(Collected data entries)
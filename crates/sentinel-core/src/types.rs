//! Core domain types for Sentinel network discovery.
//!
//! A [`Record`] is the canonical per-device value held in the inventory.
//! An [`Observation`] is a raw, unmerged sighting reported by one discovery
//! technique. Records are keyed by network address; everything else about
//! a device is filled in progressively by later stages.

use std::collections::BTreeSet;
use std::fmt;
use std::net::IpAddr;
use std::time::Duration;

use chrono::{DateTime, Utc};
use serde::{Deserialize, Serialize};
use uuid::Uuid;

/// Namespace UUID for deterministic device IDs.
const SENTINEL_NS: Uuid = Uuid::from_bytes([
    0x6b, 0xa7, 0xb8, 0x10, 0x9d, 0xad, 0x11, 0xd1, 0x80, 0xb4, 0x00, 0xc0, 0x4f, 0xd4, 0x30, 0xc8,
]);

/// Latency reported for any record that has no successful echo measurement.
pub const LATENCY_UNMEASURED: i64 = -1;

// ── Identity ──────────────────────────────────────────────────────

/// Synthetic device identifier. Informative only, never a merge key.
#[derive(Debug, Clone, Copy, Serialize, Deserialize, PartialEq, Eq, Hash)]
pub struct DeviceId(pub Uuid);

impl DeviceId {
    /// Deterministic ID derived from the address, stable across runs.
    pub fn for_address(address: IpAddr) -> Self {
        Self(Uuid::new_v5(
            &SENTINEL_NS,
            format!("device:{address}").as_bytes(),
        ))
    }
}

impl fmt::Display for DeviceId {
    fn fmt(&self, f: &mut fmt::Formatter<'_>) -> fmt::Result {
        self.0.fmt(f)
    }
}

// ── Techniques ────────────────────────────────────────────────────

/// A discovery or enrichment technique that can contribute to a record.
///
/// The declaration order of the discovery techniques is the precedence
/// used when canonicalising observations before a merge.
#[derive(Debug, Clone, Copy, Serialize, Deserialize, PartialEq, Eq, PartialOrd, Ord, Hash)]
#[serde(rename_all = "lowercase")]
pub enum Technique {
    /// Link-layer neighbor capture.
    Lldp,
    /// Address-range ping sweep.
    Nmap,
    /// Local-segment address-resolution sweep.
    Arp,
    /// Echo reachability probe.
    Icmp,
    /// Reverse name resolution.
    Dns,
    /// Well-known TCP port probe.
    Ports,
    /// Management-protocol counter fetch.
    Snmp,
}

impl Technique {
    pub fn as_str(&self) -> &'static str {
        match self {
            Self::Lldp => "lldp",
            Self::Nmap => "nmap",
            Self::Arp => "arp",
            Self::Icmp => "icmp",
            Self::Dns => "dns",
            Self::Ports => "ports",
            Self::Snmp => "snmp",
        }
    }
}

impl fmt::Display for Technique {
    fn fmt(&self, f: &mut fmt::Formatter<'_>) -> fmt::Result {
        f.write_str(self.as_str())
    }
}

// ── Status ────────────────────────────────────────────────────────

/// Liveness of a device as determined by the reachability stage.
#[derive(Debug, Clone, Copy, Default, Serialize, Deserialize, PartialEq, Eq)]
#[serde(tag = "state", rename_all = "snake_case")]
pub enum Reachability {
    /// Not probed yet.
    #[default]
    Unknown,
    /// Answered an echo probe.
    Active { latency_ms: u64 },
    /// Probe failed or timed out.
    Inactive,
}

impl Reachability {
    pub fn label(&self) -> &'static str {
        match self {
            Self::Unknown => "unknown",
            Self::Active { .. } => "active",
            Self::Inactive => "inactive",
        }
    }
}

/// Platform family guessed from responding well-known ports.
///
/// This is a heuristic, not a protocol: Windows-indicative ports take
/// precedence over Unix-indicative ones.
#[derive(Debug, Clone, Copy, Serialize, Deserialize, PartialEq, Eq)]
#[serde(rename_all = "lowercase")]
pub enum Platform {
    Windows,
    Unix,
    Unknown,
}

impl Platform {
    /// Human-readable device type label for this guess.
    pub fn device_type_label(&self) -> &'static str {
        match self {
            Self::Windows => "Windows (likely)",
            Self::Unix => "Linux/Unix (likely)",
            Self::Unknown => "unknown",
        }
    }
}

/// Point-in-time interface counter snapshot (not a delta).
#[derive(Debug, Clone, Copy, Default, Serialize, Deserialize, PartialEq, Eq)]
pub struct InterfaceCounters {
    pub in_octets: Option<u64>,
    pub out_octets: Option<u64>,
    pub in_errors: Option<u64>,
    pub out_errors: Option<u64>,
}

// ── Observation ───────────────────────────────────────────────────

/// A raw sighting reported by a single discovery technique.
///
/// Field order is significant: the derived ordering sorts by technique
/// first, then address, then content.
#[derive(Debug, Clone, Serialize, Deserialize, PartialEq, Eq, PartialOrd, Ord)]
pub struct Observation {
    pub technique: Technique,
    pub address: Option<IpAddr>,
    pub hostname: Option<String>,
    pub hardware_address: Option<String>,
    pub vendor: Option<String>,
    pub device_type: Option<String>,
    pub description: Option<String>,
    pub seen_at: DateTime<Utc>,
}

impl Observation {
    pub fn new(technique: Technique) -> Self {
        Self {
            technique,
            address: None,
            hostname: None,
            hardware_address: None,
            vendor: None,
            device_type: None,
            description: None,
            seen_at: Utc::now(),
        }
    }

    pub fn with_address(mut self, address: IpAddr) -> Self {
        self.address = Some(address);
        self
    }

    pub fn with_hostname(mut self, hostname: impl Into<String>) -> Self {
        self.hostname = normalize(Some(hostname.into()));
        self
    }

    pub fn with_hardware_address(mut self, mac: impl Into<String>) -> Self {
        self.hardware_address = normalize(Some(mac.into()));
        self
    }

    pub fn with_vendor(mut self, vendor: impl Into<String>) -> Self {
        self.vendor = normalize(Some(vendor.into()));
        self
    }

    pub fn with_device_type(mut self, device_type: impl Into<String>) -> Self {
        self.device_type = normalize(Some(device_type.into()));
        self
    }

    pub fn with_description(mut self, description: impl Into<String>) -> Self {
        self.description = normalize(Some(description.into()));
        self
    }

    pub fn seen_at(mut self, at: DateTime<Utc>) -> Self {
        self.seen_at = at;
        self
    }
}

// ── Record ────────────────────────────────────────────────────────

/// One device observed on the network, keyed by `address`.
#[derive(Debug, Clone, Serialize, Deserialize, PartialEq)]
pub struct Record {
    pub id: DeviceId,
    pub address: IpAddr,
    pub hostname: Option<String>,
    pub hardware_address: Option<String>,
    pub vendor: Option<String>,
    pub device_type: Option<String>,
    pub description: Option<String>,
    pub reachability: Reachability,
    pub platform: Option<Platform>,
    pub open_ports: BTreeSet<u16>,
    pub counters: InterfaceCounters,
    pub system_name: Option<String>,
    pub system_uptime: Option<String>,
    pub system_description: Option<String>,
    pub source_protocols: BTreeSet<String>,
    pub last_seen: DateTime<Utc>,
}

impl Record {
    /// Seed a new record from an observation. Returns `None` when the
    /// observation carries no address.
    pub fn from_observation(obs: &Observation) -> Option<Self> {
        let address = obs.address?;
        let mut record = Self {
            id: DeviceId::for_address(address),
            address,
            hostname: None,
            hardware_address: None,
            vendor: None,
            device_type: None,
            description: None,
            reachability: Reachability::Unknown,
            platform: None,
            open_ports: BTreeSet::new(),
            counters: InterfaceCounters::default(),
            system_name: None,
            system_uptime: None,
            system_description: None,
            source_protocols: BTreeSet::new(),
            last_seen: obs.seen_at,
        };
        record.absorb(obs);
        Some(record)
    }

    /// Apply the field-merge rule: populated fields are kept, empty ones
    /// adopt the incoming value, protocols are unioned and `last_seen`
    /// moves to the later timestamp.
    pub fn absorb(&mut self, obs: &Observation) {
        fill(&mut self.hostname, obs.hostname.as_deref());
        fill(&mut self.hardware_address, obs.hardware_address.as_deref());
        fill(&mut self.vendor, obs.vendor.as_deref());
        fill(&mut self.device_type, obs.device_type.as_deref());
        fill(&mut self.description, obs.description.as_deref());
        self.add_technique(obs.technique);
        self.touch(obs.seen_at);
    }

    /// Union another record's provenance into this one.
    pub fn union_protocols(&mut self, other: &Record) {
        self.source_protocols
            .extend(other.source_protocols.iter().cloned());
    }

    pub fn add_technique(&mut self, technique: Technique) {
        self.source_protocols.insert(technique.as_str().to_string());
    }

    /// Add a free-form protocol tag (lowercased, blanks ignored).
    pub fn add_protocol(&mut self, tag: &str) {
        let tag = tag.trim();
        if !tag.is_empty() {
            self.source_protocols.insert(tag.to_lowercase());
        }
    }

    /// Move `last_seen` forward, never backward.
    pub fn touch(&mut self, at: DateTime<Utc>) {
        if at > self.last_seen {
            self.last_seen = at;
        }
    }

    pub fn mark_active(&mut self, rtt: Duration) {
        self.reachability = Reachability::Active {
            latency_ms: rtt.as_millis() as u64,
        };
        self.add_technique(Technique::Icmp);
    }

    pub fn mark_inactive(&mut self) {
        self.reachability = Reachability::Inactive;
    }

    /// Measured round-trip latency, or [`LATENCY_UNMEASURED`].
    pub fn latency_ms(&self) -> i64 {
        match self.reachability {
            Reachability::Active { latency_ms } => latency_ms as i64,
            _ => LATENCY_UNMEASURED,
        }
    }

    pub fn is_active(&self) -> bool {
        matches!(self.reachability, Reachability::Active { .. })
    }

    /// Append a fragment to the description, `"; "`-separated.
    pub fn append_description(&mut self, text: &str) {
        let text = text.trim();
        if text.is_empty() {
            return;
        }
        match self.description.as_mut() {
            Some(existing) if !existing.trim().is_empty() => {
                existing.push_str("; ");
                existing.push_str(text);
            }
            _ => self.description = Some(text.to_string()),
        }
    }

    pub fn has_hostname(&self) -> bool {
        !is_blank(self.hostname.as_deref())
    }

    pub fn has_vendor(&self) -> bool {
        !is_blank(self.vendor.as_deref())
    }

    /// Fill an empty field; a populated value is never overwritten.
    pub fn fill_hostname(&mut self, value: &str) -> bool {
        fill(&mut self.hostname, Some(value))
    }

    pub fn fill_vendor(&mut self, value: &str) -> bool {
        fill(&mut self.vendor, Some(value))
    }

    pub fn fill_device_type(&mut self, value: &str) -> bool {
        fill(&mut self.device_type, Some(value))
    }
}

/// True when the value is absent or whitespace-only.
pub fn is_blank(value: Option<&str>) -> bool {
    value.map_or(true, |v| v.trim().is_empty())
}

fn normalize(value: Option<String>) -> Option<String> {
    value
        .map(|v| v.trim().to_string())
        .filter(|v| !v.is_empty())
}

/// Adopt `incoming` only when `slot` is empty. Returns whether it changed.
fn fill(slot: &mut Option<String>, incoming: Option<&str>) -> bool {
    if !is_blank(slot.as_deref()) || is_blank(incoming) {
        return false;
    }
    *slot = incoming.map(|v| v.trim().to_string());
    true
}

§ **EXERCISE PROMPT**
Look through the data and show every line containing "order".

§ **RESPONSE**
/// The declaration order of the discovery techniques is the precedence
/// Field order is significant: the derived ordering sorts by technique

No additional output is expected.